> Your task
The answer must consist of each line below that holds the word "plus", copied as it stands.

> Data to examine
================================

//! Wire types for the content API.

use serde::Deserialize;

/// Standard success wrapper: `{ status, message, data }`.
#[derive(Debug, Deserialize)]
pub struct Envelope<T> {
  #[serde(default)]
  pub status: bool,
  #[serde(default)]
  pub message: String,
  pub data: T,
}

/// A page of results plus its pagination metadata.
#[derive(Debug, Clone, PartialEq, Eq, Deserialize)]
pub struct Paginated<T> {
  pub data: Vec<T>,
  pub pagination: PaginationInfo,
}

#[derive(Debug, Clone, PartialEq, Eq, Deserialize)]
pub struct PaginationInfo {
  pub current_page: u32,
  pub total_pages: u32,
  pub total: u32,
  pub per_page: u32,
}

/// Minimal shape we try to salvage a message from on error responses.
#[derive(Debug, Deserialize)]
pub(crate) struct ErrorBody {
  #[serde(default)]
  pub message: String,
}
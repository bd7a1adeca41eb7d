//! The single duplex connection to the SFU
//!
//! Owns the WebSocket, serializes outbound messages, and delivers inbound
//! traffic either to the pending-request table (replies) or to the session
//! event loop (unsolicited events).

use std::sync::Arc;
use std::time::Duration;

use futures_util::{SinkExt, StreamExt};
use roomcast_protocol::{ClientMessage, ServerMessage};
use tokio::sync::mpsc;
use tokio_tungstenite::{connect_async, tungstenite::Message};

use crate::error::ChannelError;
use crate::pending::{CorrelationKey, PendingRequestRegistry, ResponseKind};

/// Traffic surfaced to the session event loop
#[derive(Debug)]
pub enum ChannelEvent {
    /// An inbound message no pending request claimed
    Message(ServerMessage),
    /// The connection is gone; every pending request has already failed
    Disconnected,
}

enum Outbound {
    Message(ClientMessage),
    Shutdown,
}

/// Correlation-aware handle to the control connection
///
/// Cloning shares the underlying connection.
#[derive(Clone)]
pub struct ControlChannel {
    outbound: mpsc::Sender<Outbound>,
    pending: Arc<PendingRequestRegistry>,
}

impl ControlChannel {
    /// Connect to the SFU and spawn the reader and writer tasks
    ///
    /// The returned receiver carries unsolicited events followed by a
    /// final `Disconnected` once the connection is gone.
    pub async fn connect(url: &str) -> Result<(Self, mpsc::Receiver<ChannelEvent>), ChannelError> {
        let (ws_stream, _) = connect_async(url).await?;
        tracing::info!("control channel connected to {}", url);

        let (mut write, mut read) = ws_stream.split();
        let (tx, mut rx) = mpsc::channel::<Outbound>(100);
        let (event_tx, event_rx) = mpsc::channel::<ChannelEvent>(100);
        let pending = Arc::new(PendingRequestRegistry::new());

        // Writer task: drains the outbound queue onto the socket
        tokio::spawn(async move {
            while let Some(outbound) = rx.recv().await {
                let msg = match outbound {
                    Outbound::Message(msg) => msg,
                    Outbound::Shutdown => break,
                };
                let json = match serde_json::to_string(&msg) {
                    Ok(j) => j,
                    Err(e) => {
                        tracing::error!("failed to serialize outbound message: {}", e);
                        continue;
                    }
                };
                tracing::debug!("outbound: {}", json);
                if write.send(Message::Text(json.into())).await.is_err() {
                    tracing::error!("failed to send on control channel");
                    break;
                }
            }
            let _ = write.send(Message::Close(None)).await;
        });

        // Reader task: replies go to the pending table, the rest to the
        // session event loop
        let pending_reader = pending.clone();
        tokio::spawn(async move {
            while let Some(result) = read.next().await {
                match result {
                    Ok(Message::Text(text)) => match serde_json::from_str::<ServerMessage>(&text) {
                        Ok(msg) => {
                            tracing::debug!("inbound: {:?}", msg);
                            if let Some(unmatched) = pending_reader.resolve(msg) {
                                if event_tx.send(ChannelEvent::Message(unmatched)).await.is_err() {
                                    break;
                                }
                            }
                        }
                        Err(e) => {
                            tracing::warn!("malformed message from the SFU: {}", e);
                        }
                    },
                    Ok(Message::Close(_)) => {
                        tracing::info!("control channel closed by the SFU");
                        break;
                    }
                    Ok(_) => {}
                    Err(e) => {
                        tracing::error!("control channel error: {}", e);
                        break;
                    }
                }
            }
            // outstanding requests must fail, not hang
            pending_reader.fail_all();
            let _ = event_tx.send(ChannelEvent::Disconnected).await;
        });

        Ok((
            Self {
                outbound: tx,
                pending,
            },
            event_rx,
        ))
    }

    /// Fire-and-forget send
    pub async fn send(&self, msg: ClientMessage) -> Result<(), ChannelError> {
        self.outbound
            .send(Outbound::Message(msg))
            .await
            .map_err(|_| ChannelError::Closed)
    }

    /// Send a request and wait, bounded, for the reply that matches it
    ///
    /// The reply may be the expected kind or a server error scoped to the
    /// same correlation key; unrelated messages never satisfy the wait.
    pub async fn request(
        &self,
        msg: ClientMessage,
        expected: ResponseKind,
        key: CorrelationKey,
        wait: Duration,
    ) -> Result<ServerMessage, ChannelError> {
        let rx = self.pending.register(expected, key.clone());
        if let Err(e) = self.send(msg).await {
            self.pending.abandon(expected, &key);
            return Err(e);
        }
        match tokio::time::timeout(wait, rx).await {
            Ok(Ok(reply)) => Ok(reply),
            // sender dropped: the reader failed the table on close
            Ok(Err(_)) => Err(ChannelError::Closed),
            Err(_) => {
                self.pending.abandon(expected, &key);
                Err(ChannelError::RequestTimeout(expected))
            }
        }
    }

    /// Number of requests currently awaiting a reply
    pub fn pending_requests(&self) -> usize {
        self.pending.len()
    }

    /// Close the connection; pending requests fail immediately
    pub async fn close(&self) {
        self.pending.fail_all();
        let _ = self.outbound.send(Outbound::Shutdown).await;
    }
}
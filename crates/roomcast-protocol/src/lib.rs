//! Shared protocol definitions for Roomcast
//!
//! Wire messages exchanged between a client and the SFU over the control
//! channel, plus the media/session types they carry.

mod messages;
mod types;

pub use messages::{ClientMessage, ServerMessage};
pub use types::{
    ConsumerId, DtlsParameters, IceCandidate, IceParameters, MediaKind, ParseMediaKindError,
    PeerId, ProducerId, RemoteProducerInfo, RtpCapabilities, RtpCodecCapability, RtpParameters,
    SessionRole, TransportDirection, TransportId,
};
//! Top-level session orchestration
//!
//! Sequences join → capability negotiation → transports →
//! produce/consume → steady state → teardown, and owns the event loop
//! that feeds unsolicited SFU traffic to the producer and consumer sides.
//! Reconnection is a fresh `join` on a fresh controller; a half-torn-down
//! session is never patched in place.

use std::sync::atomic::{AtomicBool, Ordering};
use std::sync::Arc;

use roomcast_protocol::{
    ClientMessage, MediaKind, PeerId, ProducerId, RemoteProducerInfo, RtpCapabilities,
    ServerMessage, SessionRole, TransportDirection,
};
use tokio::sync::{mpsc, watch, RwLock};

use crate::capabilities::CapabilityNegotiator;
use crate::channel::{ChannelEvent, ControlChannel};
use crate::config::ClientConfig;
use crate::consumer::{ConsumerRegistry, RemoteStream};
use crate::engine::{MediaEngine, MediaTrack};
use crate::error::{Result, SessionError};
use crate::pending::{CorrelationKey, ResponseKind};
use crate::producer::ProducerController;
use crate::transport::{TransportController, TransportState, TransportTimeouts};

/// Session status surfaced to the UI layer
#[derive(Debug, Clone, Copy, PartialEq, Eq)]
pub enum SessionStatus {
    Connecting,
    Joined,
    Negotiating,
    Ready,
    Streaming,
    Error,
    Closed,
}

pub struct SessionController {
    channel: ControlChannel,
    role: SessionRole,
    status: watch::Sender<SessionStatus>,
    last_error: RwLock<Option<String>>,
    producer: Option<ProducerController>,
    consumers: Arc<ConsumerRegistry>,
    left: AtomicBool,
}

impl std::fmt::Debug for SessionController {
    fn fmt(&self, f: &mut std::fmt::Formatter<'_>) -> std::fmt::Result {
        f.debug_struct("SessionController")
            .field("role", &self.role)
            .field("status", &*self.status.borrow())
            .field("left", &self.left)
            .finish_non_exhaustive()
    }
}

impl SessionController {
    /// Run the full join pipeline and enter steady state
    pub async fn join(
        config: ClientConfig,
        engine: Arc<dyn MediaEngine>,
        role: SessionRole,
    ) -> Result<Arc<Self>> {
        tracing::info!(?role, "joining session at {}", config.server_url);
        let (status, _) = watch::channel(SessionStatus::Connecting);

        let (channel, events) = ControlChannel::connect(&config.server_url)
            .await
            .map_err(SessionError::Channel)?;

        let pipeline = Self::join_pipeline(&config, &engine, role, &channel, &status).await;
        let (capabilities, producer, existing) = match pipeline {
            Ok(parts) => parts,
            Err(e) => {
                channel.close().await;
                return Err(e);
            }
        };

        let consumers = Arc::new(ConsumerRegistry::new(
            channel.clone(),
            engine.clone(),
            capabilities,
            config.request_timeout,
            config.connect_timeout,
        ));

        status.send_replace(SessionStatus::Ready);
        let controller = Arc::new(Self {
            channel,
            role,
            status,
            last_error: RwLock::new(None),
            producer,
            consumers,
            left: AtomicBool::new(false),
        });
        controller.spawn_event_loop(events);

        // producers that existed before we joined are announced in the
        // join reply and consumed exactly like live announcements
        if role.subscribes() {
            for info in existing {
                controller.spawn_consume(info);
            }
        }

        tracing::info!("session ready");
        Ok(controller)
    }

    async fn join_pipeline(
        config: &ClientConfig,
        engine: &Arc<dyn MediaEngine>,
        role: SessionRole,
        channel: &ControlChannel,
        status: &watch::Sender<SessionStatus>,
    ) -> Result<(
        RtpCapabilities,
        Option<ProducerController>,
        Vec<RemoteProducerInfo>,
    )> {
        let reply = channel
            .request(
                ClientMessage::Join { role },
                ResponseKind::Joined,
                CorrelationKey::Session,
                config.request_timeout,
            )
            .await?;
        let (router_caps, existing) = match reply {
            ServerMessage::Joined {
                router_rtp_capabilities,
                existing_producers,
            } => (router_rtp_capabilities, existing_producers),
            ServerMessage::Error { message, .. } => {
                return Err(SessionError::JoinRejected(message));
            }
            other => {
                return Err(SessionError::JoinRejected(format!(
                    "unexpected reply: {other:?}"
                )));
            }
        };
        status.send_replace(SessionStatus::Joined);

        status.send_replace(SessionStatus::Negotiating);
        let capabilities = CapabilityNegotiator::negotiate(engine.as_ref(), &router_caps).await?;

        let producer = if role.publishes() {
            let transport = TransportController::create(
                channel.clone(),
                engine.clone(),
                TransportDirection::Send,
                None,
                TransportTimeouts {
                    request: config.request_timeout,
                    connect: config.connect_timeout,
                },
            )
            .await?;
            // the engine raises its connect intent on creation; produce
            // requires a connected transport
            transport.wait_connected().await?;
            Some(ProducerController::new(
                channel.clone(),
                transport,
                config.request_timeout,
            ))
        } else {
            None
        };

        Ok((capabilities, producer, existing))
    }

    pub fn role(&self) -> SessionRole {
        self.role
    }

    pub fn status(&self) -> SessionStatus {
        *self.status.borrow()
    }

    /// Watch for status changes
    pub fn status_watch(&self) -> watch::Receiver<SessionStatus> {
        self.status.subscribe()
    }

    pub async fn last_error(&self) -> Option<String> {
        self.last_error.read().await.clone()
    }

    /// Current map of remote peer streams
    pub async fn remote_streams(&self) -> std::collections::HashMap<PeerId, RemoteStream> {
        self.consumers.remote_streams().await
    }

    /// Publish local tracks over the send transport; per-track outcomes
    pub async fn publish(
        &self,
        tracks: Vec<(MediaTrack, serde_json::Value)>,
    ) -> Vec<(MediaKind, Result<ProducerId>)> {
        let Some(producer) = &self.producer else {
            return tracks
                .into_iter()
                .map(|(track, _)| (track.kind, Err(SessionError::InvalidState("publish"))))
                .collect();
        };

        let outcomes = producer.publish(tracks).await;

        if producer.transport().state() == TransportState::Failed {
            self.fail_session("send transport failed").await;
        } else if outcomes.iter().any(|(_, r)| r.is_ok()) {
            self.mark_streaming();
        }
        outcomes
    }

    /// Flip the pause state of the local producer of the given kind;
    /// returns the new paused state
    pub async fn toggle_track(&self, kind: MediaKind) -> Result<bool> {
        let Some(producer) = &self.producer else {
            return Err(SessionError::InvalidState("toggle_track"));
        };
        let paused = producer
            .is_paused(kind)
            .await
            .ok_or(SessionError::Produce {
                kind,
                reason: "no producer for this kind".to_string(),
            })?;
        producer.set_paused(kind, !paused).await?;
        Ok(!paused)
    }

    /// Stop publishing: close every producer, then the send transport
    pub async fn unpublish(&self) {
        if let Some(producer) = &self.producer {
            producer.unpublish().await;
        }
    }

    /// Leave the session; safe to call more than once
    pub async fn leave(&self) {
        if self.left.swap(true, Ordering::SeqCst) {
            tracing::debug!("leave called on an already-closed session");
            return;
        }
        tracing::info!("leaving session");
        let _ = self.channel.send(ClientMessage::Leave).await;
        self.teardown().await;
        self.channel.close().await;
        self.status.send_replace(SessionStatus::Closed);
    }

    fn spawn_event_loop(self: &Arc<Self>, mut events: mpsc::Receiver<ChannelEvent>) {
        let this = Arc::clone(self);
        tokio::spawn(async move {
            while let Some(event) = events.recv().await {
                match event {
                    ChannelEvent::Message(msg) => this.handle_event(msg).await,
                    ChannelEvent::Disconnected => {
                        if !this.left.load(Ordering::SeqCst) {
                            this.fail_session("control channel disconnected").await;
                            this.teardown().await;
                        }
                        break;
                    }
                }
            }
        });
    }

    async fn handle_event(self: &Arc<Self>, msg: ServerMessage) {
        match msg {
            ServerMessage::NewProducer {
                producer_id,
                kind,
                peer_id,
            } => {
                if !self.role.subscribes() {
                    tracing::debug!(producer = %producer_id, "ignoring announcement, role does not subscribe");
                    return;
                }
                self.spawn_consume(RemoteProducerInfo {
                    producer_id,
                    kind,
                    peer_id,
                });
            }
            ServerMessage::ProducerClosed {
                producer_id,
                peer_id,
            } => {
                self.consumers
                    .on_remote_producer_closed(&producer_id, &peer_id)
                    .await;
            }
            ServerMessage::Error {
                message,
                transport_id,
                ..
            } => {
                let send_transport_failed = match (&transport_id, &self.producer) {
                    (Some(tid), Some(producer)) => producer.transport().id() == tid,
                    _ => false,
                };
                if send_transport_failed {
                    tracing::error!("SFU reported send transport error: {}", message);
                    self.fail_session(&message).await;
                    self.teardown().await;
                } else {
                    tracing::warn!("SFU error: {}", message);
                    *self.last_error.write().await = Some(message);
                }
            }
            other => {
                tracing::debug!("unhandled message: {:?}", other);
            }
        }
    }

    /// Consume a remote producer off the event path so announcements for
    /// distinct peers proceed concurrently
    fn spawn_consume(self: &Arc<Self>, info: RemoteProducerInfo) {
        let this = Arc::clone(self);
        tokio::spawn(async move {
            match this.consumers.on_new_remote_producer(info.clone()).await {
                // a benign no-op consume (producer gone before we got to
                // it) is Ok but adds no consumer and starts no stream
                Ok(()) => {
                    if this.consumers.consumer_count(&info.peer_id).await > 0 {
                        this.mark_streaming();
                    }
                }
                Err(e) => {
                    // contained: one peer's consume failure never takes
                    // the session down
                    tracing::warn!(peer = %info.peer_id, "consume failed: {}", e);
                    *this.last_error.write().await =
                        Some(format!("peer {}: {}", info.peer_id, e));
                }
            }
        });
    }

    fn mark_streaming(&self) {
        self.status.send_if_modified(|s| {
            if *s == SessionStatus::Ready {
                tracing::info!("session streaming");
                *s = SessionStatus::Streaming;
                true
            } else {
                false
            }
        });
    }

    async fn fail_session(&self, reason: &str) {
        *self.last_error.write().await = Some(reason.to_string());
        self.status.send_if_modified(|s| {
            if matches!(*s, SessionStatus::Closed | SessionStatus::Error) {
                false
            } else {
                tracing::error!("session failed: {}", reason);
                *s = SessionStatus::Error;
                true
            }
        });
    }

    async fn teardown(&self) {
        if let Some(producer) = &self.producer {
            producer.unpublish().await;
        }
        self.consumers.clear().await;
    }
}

================================

> Answer space
/// A page of results plus its pagination metadata.
//! channel, plus the media/session types they carry.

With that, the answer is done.